Doch seine Vorteile machen Humor zu einer der wirksamsten und beliebtesten
Interventionen. Er kann in unlösbaren Situationen wie ein heißes Messer durch Butter
gleiten, ermöglicht einen spontanen Perspektivenwechsel, wandelt Tragödien zu
Komödien, schafft es spielerisch existenzielle Widersprüche auszudrücken und
hat eine starke emotional befreiende Wirkung. Zudem ist er
Ausdruck der Grundhaltung und er verfestigt die Intensität der Arbeitsbeziehung.
Kommunikation im Beratungsprozess folgt natürlich keiner Routine:
Um der Einzigartigkeit der Situation und vor allem der Person, ihren Bedürfnissen
und ihrem Anliegen gerecht werden zu können, darf ein guter Berater keinesfalls
durch bestimmte erlernte Methoden oder Techniken eingeengt sein. Mit verantwortungsvollem
Eklektizismus wird er die Palette üblicher Beratungs-Methoden und -Techniken nur nutzen,
wenn sie unmittelbar für den Beratungsprozess hilfreich erscheinen.
Beratungsprozesse hängen stark von der Qualität der Kommunikation und der Arbeits-Beziehung,
und eben nicht von etwaigen Techniken und Methoden ab. Das gilt übrigens auch für
Therapieprozesse. Denn selbst therapeutische Techniken und Methoden
tragen zum Therapieerfolg erstaunlicherweise kaum mehr als 15% bei!
Was dazu noch viel relevanter ist: Die Methode bestimmt
den Gegenstand der Betrachtung, was den Focus der Beratung unscharf machen kann.
Die Gefahr von Verzerrungen, die vom eigentlichen Beratungsanliegen
wegführen können, wohnt allen Methoden und Techniken inne. Darum werden Sie im
Beratungsprozess nur sparsam eingesetzt, aber gute Kommunikation umso mehr.
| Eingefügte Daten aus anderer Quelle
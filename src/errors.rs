use crate::traps::Trap;
use alloc::string::{String, ToString};

/// Any failure the runtime can produce, grouped by the stage that raised it.
#[derive(Debug, onlyerror::Error)]
pub enum Error {
    /// The input bytes are not a well-formed WebAssembly module.
    #[error("decode error: {0}")]
    Decode(#[from] DecodeError),
    /// The module is well-formed but breaks a typing or structural rule.
    #[error("validation error: {0}")]
    Validation(#[from] ValidationError),
    /// Import resolution or instantiation failed.
    #[error("link error: {0}")]
    Link(#[from] LinkError),
    /// Execution trapped.
    #[error("trap: {0}")]
    Trap(#[from] Trap),
    /// The WAT text input could not be parsed.
    #[error("invalid WAT input: {0}")]
    Wat(String),
}

impl From<wat::Error> for Error {
    fn from(e: wat::Error) -> Self {
        Self::Wat(e.to_string())
    }
}

/// A failure while decoding the binary format.
///
/// Variants that correspond to a position in the input carry the byte offset
/// where decoding stopped.
#[derive(Debug, onlyerror::Error)]
pub enum DecodeError {
    #[error("unexpected end of input at offset {0}")]
    UnexpectedEof(usize),
    #[error("bad magic number")]
    BadMagic,
    #[error("unsupported binary version {0}")]
    BadVersion(u32),
    #[error("unknown section id {id} at offset {offset}")]
    UnknownSection { id: u8, offset: usize },
    #[error("duplicate or out-of-order section id {id} at offset {offset}")]
    SectionOrder { id: u8, offset: usize },
    #[error("section size does not match its content at offset {0}")]
    SectionSizeMismatch(usize),
    #[error("integer encoding too long at offset {0}")]
    LebTooLong(usize),
    #[error("integer encoding overflows target width at offset {0}")]
    LebOverflow(usize),
    #[error("invalid value type {ty} at offset {offset}")]
    BadValType { ty: u8, offset: usize },
    #[error("invalid element type {ty} at offset {offset}")]
    BadElemType { ty: u8, offset: usize },
    #[error("invalid limits flags {flags} at offset {offset}")]
    BadLimitsFlags { flags: u8, offset: usize },
    #[error("invalid mutability flag {flag} at offset {offset}")]
    BadMutability { flag: u8, offset: usize },
    #[error("invalid import or export kind {kind} at offset {offset}")]
    BadExternKind { kind: u8, offset: usize },
    #[error("unknown opcode {byte} in set {set} at offset {offset}")]
    BadOpcode { set: u8, byte: u32, offset: usize },
    #[error("invalid block type at offset {0}")]
    BadBlockType(usize),
    #[error("unbalanced control structure at offset {0}")]
    UnbalancedControl(usize),
    #[error("expression is missing its terminating `end` at offset {0}")]
    MissingEnd(usize),
    #[error("invalid UTF-8 in name at offset {0}")]
    BadUtf8(usize),
    #[error("function and code section counts differ")]
    CodeCountMismatch,
    #[error("function body size does not match its content at offset {0}")]
    BodySizeMismatch(usize),
    #[error("too many locals declared at offset {0}")]
    TooManyLocals(usize),
    #[error("duplicate export `{0}`")]
    DuplicateExport(String),
    #[error("non-zero reserved byte at offset {0}")]
    BadReservedByte(usize),
}

/// A failure while type-checking a decoded module.
#[derive(Debug, onlyerror::Error)]
pub enum ValidationError {
    #[error("type mismatch: expected {expected}, found {found}")]
    TypeMismatch {
        expected: &'static str,
        found: &'static str,
    },
    #[error("operand stack underflow")]
    StackUnderflow,
    #[error("operand stack height does not match block arity")]
    StackHeightMismatch,
    #[error("`else` without a matching `if`")]
    ElseWithoutIf,
    #[error("unknown type index {0}")]
    UnknownType(u32),
    #[error("unknown function index {0}")]
    UnknownFunc(u32),
    #[error("unknown table index {0}")]
    UnknownTable(u32),
    #[error("unknown memory index {0}")]
    UnknownMemory(u32),
    #[error("unknown global index {0}")]
    UnknownGlobal(u32),
    #[error("unknown local index {0}")]
    UnknownLocal(u32),
    #[error("unknown label depth {0}")]
    UnknownLabel(u32),
    #[error("alignment 2^{align} larger than natural alignment of a {width}-byte access")]
    BadAlignment { align: u32, width: u32 },
    #[error("lane index {lane} out of range for {lanes} lanes")]
    BadLaneIndex { lane: u8, lanes: u8 },
    #[error("size minimum must not be greater than maximum")]
    BadLimits,
    #[error("memory size must be at most 65536 pages")]
    MemoryTooLarge,
    #[error("at most one memory is supported")]
    TooManyMemories,
    #[error("at most one table is supported")]
    TooManyTables,
    #[error("unsupported instruction in constant expression")]
    BadConstExpr,
    #[error("constant expression must produce exactly one value")]
    ConstExprArity,
    #[error("constant expression may only read imported immutable globals")]
    BadConstExprGlobal,
    #[error("global is immutable")]
    GlobalImmutable,
    #[error("start function must have no parameters and no results")]
    BadStartSignature,
}

/// A failure while resolving imports or instantiating a module.
#[derive(Debug, onlyerror::Error)]
pub enum LinkError {
    #[error("unknown module `{0}`")]
    UnknownModule(String),
    #[error("unknown import `{module}::{field}`")]
    UnknownImport { module: String, field: String },
    #[error("import `{module}::{field}` has the wrong kind")]
    ImportKindMismatch { module: String, field: String },
    #[error("import `{module}::{field}` has an incompatible type")]
    ImportTypeMismatch { module: String, field: String },
    #[error("module `{0}` is already defined")]
    AlreadyDefined(String),
    #[error("element segment does not fit in table")]
    TableCapacityExceeded,
    #[error("data segment does not fit in memory")]
    DataSegmentOutOfBounds,
    #[error("export `{0}` not found")]
    UnknownExport(String),
    #[error("export `{0}` is not the requested kind")]
    ExportKindMismatch(String),
    #[error("call arguments or results do not match the function signature")]
    CallTypeMismatch,
}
Beratungsprozesse gelingen nicht durch Einsicht, sondern bewirken die Veränderung
durch gezielte Führung mittels Kommunikation. Das ist zugleich höchst manipulativ,
weshalb der Ethik des Beraters unbedingt Beachtung zu schenken ist.
Gelungene Kommunikation braucht natürlich auch den motivierten Ratsuchenden,
mit Problem- und Selbstbewußtsein,
damit er strukturell auch befähigt ist, zu sich selbst Stellung zu nehmen.
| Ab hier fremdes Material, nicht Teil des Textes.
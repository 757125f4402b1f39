use crate::compiler::CompiledFunc;
use crate::const_eval::ConstExprEvaluator;
use crate::errors::LinkError;
use crate::func::{Func, FuncData};
use crate::global::{Global, GlobalData};
use crate::indices::{
    DefinedFuncIndex, EntityIndex, FuncIndex, GlobalIndex, MemoryIndex, TableIndex,
};
use crate::interp;
use crate::linker::Linker;
use crate::memory::{Memory, MemoryData};
use crate::module::Module;
use crate::store::{ExternId, FuncId, GlobalId, InstanceId, MemoryId, Store, TableId};
use crate::table::{Table, TableData};
use crate::types::Limits;
use alloc::string::String;
use alloc::vec::Vec;
use cranelift_entity::PrimaryMap;
use hashbrown::HashMap;

/// The runtime identity of one instantiated module (decoded or host):
/// its four index spaces resolved to store-level entities, imports
/// interleaved before definitions.
#[derive(Default)]
pub(crate) struct InstanceData {
    /// `None` for host instances.
    pub(crate) module: Option<Module>,
    pub(crate) funcs: PrimaryMap<FuncIndex, FuncId>,
    pub(crate) tables: PrimaryMap<TableIndex, TableId>,
    pub(crate) memories: PrimaryMap<MemoryIndex, MemoryId>,
    pub(crate) globals: PrimaryMap<GlobalIndex, GlobalId>,
    pub(crate) exports: HashMap<String, EntityIndex>,
    /// Compiled entry points, present only when the store has a compiler.
    pub(crate) compiled: PrimaryMap<DefinedFuncIndex, CompiledFunc>,
}

impl InstanceData {
    pub(crate) fn lookup(&self, index: EntityIndex) -> ExternId {
        match index {
            EntityIndex::Function(i) => ExternId::Func(self.funcs[i]),
            EntityIndex::Table(i) => ExternId::Table(self.tables[i]),
            EntityIndex::Memory(i) => ExternId::Memory(self.memories[i]),
            EntityIndex::Global(i) => ExternId::Global(self.globals[i]),
        }
    }
}

/// A handle to an instantiated module.
#[derive(Debug, Clone, Copy)]
pub struct Instance(pub(crate) InstanceId);

impl Instance {
    /// Instantiates `module`: resolves its imports against `linker`,
    /// allocates its definitions, runs initializers and the `start`
    /// function.
    pub(crate) fn new_internal(
        store: &mut Store,
        linker: &Linker,
        const_eval: &mut ConstExprEvaluator,
        module: &Module,
    ) -> crate::Result<Instance> {
        let decoded = module.decoded();
        let id = store.instances.push(InstanceData::default());

        let mut funcs = PrimaryMap::with_capacity(decoded.functions.len());
        let mut tables = PrimaryMap::with_capacity(decoded.tables.len());
        let mut memories = PrimaryMap::with_capacity(decoded.memories.len());
        let mut globals = PrimaryMap::with_capacity(decoded.globals.len());

        // Imports first: each resolved entity occupies the next row of its
        // index space, so imported items precede defined ones.
        for import in &decoded.imports {
            let resolved = linker.resolve(store, &import.module, &import.field)?;
            let mismatch = || LinkError::ImportTypeMismatch {
                module: import.module.clone(),
                field: import.field.clone(),
            };

            match (import.index, resolved) {
                (EntityIndex::Function(index), ExternId::Func(fid)) => {
                    let expected = module.func_type_of(index);
                    if store.funcs[fid].ty() != expected {
                        return Err(mismatch().into());
                    }
                    funcs.push(fid);
                }
                (EntityIndex::Table(index), ExternId::Table(tid)) => {
                    let required = decoded.tables[index];
                    if !limits_match(store.tables[tid].ty().limits, required.limits) {
                        return Err(mismatch().into());
                    }
                    tables.push(tid);
                }
                (EntityIndex::Memory(index), ExternId::Memory(mid)) => {
                    let required = decoded.memories[index];
                    if !limits_match(store.memories[mid].ty().limits, required.limits) {
                        return Err(mismatch().into());
                    }
                    memories.push(mid);
                }
                (EntityIndex::Global(index), ExternId::Global(gid)) => {
                    if store.globals[gid].ty() != decoded.globals[index] {
                        return Err(mismatch().into());
                    }
                    globals.push(gid);
                }
                _ => {
                    return Err(LinkError::ImportKindMismatch {
                        module: import.module.clone(),
                        field: import.field.clone(),
                    }
                    .into())
                }
            }
        }

        for def in 0..decoded.num_defined_funcs() {
            let fid = store.funcs.push(FuncData::Wasm {
                instance: id,
                module: module.clone(),
                def: DefinedFuncIndex::from_u32(def),
            });
            funcs.push(fid);
        }

        for (index, ty) in decoded.tables.iter() {
            if !decoded.is_imported_table(index) {
                tables.push(store.tables.push(TableData::new(*ty)));
            }
        }

        for (index, ty) in decoded.memories.iter() {
            if !decoded.is_imported_memory(index) {
                memories.push(store.memories.push(MemoryData::new(*ty)));
            }
        }

        for (defined, init) in decoded.global_initializers.iter() {
            let index = decoded.global_index(defined);
            let value = const_eval.eval(store, decoded, &globals, *init);
            globals.push(store.globals.push(GlobalData::new(decoded.globals[index], value)));
        }

        for segment in &decoded.element_segments {
            let offset = const_eval.eval(store, decoded, &globals, segment.offset).get_u32();
            let indices = decoded.u32s(segment.funcs);

            let end = u64::from(offset) + indices.len() as u64;
            let end = u32::try_from(end).map_err(|_| LinkError::TableCapacityExceeded)?;

            let tid = tables[segment.table];
            if !store.tables[tid].grow_to(end) {
                return Err(LinkError::TableCapacityExceeded.into());
            }
            for (i, func) in indices.iter().enumerate() {
                let fid = funcs[FuncIndex::from_u32(*func)];
                store.tables[tid]
                    .set(offset + i as u32, Some(fid))
                    .expect("slot within grown table");
            }
        }

        for segment in &decoded.data_segments {
            let offset = const_eval.eval(store, decoded, &globals, segment.offset).get_u32();
            let bytes = decoded.bytes(segment.bytes);

            let mid = memories[segment.memory];
            let data = store.memories[mid].data_mut();
            let end = u64::from(offset) + bytes.len() as u64;
            if end > data.len() as u64 {
                return Err(LinkError::DataSegmentOutOfBounds.into());
            }
            data[offset as usize..end as usize].copy_from_slice(bytes);
        }

        // Compile up front when the store carries a compiler.
        let mut compiled = PrimaryMap::new();
        if store.compiler.is_some() {
            let mut entries = Vec::with_capacity(decoded.code.len());
            for (def, _) in decoded.code.iter() {
                let compiler = store.compiler.as_mut().expect("checked above");
                entries.push(compiler.compile(module, def)?);
            }
            for entry in entries {
                compiled.push(entry);
            }
        }

        store.instances[id] = InstanceData {
            module: Some(module.clone()),
            funcs,
            tables,
            memories,
            globals,
            exports: decoded.exports.clone(),
            compiled,
        };

        let instance = Instance(id);
        if let Some(start) = decoded.start {
            let fid = store.instances[id].funcs[start];
            tracing::trace!("running start function of instance {id:?}");
            interp::call_func(store, fid)?;
        }

        Ok(instance)
    }

    fn export_index(&self, store: &Store, name: &str) -> Option<EntityIndex> {
        store.instances[self.0].exports.get(name).copied()
    }

    /// Looks up an exported function by name.
    pub fn get_func(&self, store: &Store, name: &str) -> Option<Func> {
        match self.export_index(store, name)? {
            EntityIndex::Function(i) => Some(Func(store.instances[self.0].funcs[i])),
            _ => None,
        }
    }

    /// Looks up an exported memory by name.
    pub fn get_memory(&self, store: &Store, name: &str) -> Option<Memory> {
        match self.export_index(store, name)? {
            EntityIndex::Memory(i) => Some(Memory(store.instances[self.0].memories[i])),
            _ => None,
        }
    }

    /// Looks up an exported table by name.
    pub fn get_table(&self, store: &Store, name: &str) -> Option<Table> {
        match self.export_index(store, name)? {
            EntityIndex::Table(i) => Some(Table(store.instances[self.0].tables[i])),
            _ => None,
        }
    }

    /// Looks up an exported global by name.
    pub fn get_global(&self, store: &Store, name: &str) -> Option<Global> {
        match self.export_index(store, name)? {
            EntityIndex::Global(i) => Some(Global(store.instances[self.0].globals[i])),
            _ => None,
        }
    }
}

/// Import limits match when the candidate is at least as big and at most
/// as bounded as the declaration requires.
fn limits_match(actual: Limits, required: Limits) -> bool {
    if actual.min < required.min {
        return false;
    }
    match required.max {
        None => true,
        Some(required_max) => actual.max.is_some_and(|max| max <= required_max),
    }
}

#[cfg(test)]
mod tests {
    use super::*;

    #[test]
    fn limits_matching() {
        let limits = |min, max| Limits { min, max };
        assert!(limits_match(limits(1, None), limits(1, None)));
        assert!(limits_match(limits(2, Some(3)), limits(1, None)));
        assert!(limits_match(limits(1, Some(2)), limits(1, Some(4))));
        assert!(!limits_match(limits(0, None), limits(1, None)));
        assert!(!limits_match(limits(1, None), limits(1, Some(4))));
        assert!(!limits_match(limits(1, Some(8)), limits(1, Some(4))));
    }
}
Die Kommunikation ist in der Beratung der maßgebliche Erfolgsfaktor für das Gelingen
und agiert mit vielen Facetten: dem genauen Beobachten, dem gezielten Führen
und Weglenken der Aufmerksamkeit, dem Funktionalisieren von Empathie, einer
großzügigen Portion Humor, präzisem Formulieren, Konfrontieren, Manipulieren,
Hypothesen bilden, Verständnis, liebevollem Provozieren, Mitgefühl,
Körpersprache gezielt einsetzen und deuten, genauem Verbalisieren, Dinge auf
den Punkt bringen, so gut wie möglich Zuhören können, und sehr vielem mehr...
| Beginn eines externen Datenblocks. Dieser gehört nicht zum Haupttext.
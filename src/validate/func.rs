use crate::decode::DecodedModule;
use crate::errors::ValidationError;
use crate::indices::DefinedFuncIndex;
use crate::opcode::{Imm, Instr, Opcode};
use crate::types::{BlockType, ValType};
use alloc::vec::Vec;
use smallvec::SmallVec;

/// The abstract-stack element: one of the five value types, or `Unknown`
/// for a polymorphic slot on an unreachable stack. `Unknown` unifies with
/// anything; there is deliberately no subtyping hierarchy behind this.
#[derive(Debug, Clone, Copy, PartialEq, Eq)]
enum CheckType {
    I32,
    I64,
    F32,
    F64,
    V128,
    Unknown,
}

impl CheckType {
    fn name(self) -> &'static str {
        match self {
            CheckType::I32 => "i32",
            CheckType::I64 => "i64",
            CheckType::F32 => "f32",
            CheckType::F64 => "f64",
            CheckType::V128 => "v128",
            CheckType::Unknown => "unknown",
        }
    }
}

impl From<ValType> for CheckType {
    fn from(ty: ValType) -> Self {
        match ty {
            ValType::I32 => CheckType::I32,
            ValType::I64 => CheckType::I64,
            ValType::F32 => CheckType::F32,
            ValType::F64 => CheckType::F64,
            ValType::V128 => CheckType::V128,
        }
    }
}

struct ControlFrame {
    opcode: Opcode,
    block_type: BlockType,
    /// Operand stack height on entry, below the block parameters.
    height: usize,
    /// Set once an unconditional transfer makes the rest of the block
    /// polymorphic.
    unreachable: bool,
}

type TypeList = SmallVec<[ValType; 4]>;

/// Type-checks one function body with the canonical abstract-stack
/// algorithm: a stack of checker types and a stack of control frames,
/// failing closed on any mismatch.
pub(crate) struct FuncChecker<'m> {
    module: &'m DecodedModule,
    func: DefinedFuncIndex,
    locals: Vec<ValType>,
    stack: Vec<CheckType>,
    ctrl: Vec<ControlFrame>,
}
Und zuletzt bestimmt auch die Ressource Lebenserfahrung maßgeblich das Timbre
guter und gelingender Kommunikation in der Beratung.
Einfach mal zu weit gehen – und sich dort ein wenig umsehen.
Nur im Zusammenbruch unserer Konstruktionen begreifen wir, dass die Welt nicht so ist, wie wir sie bisher gesehen haben.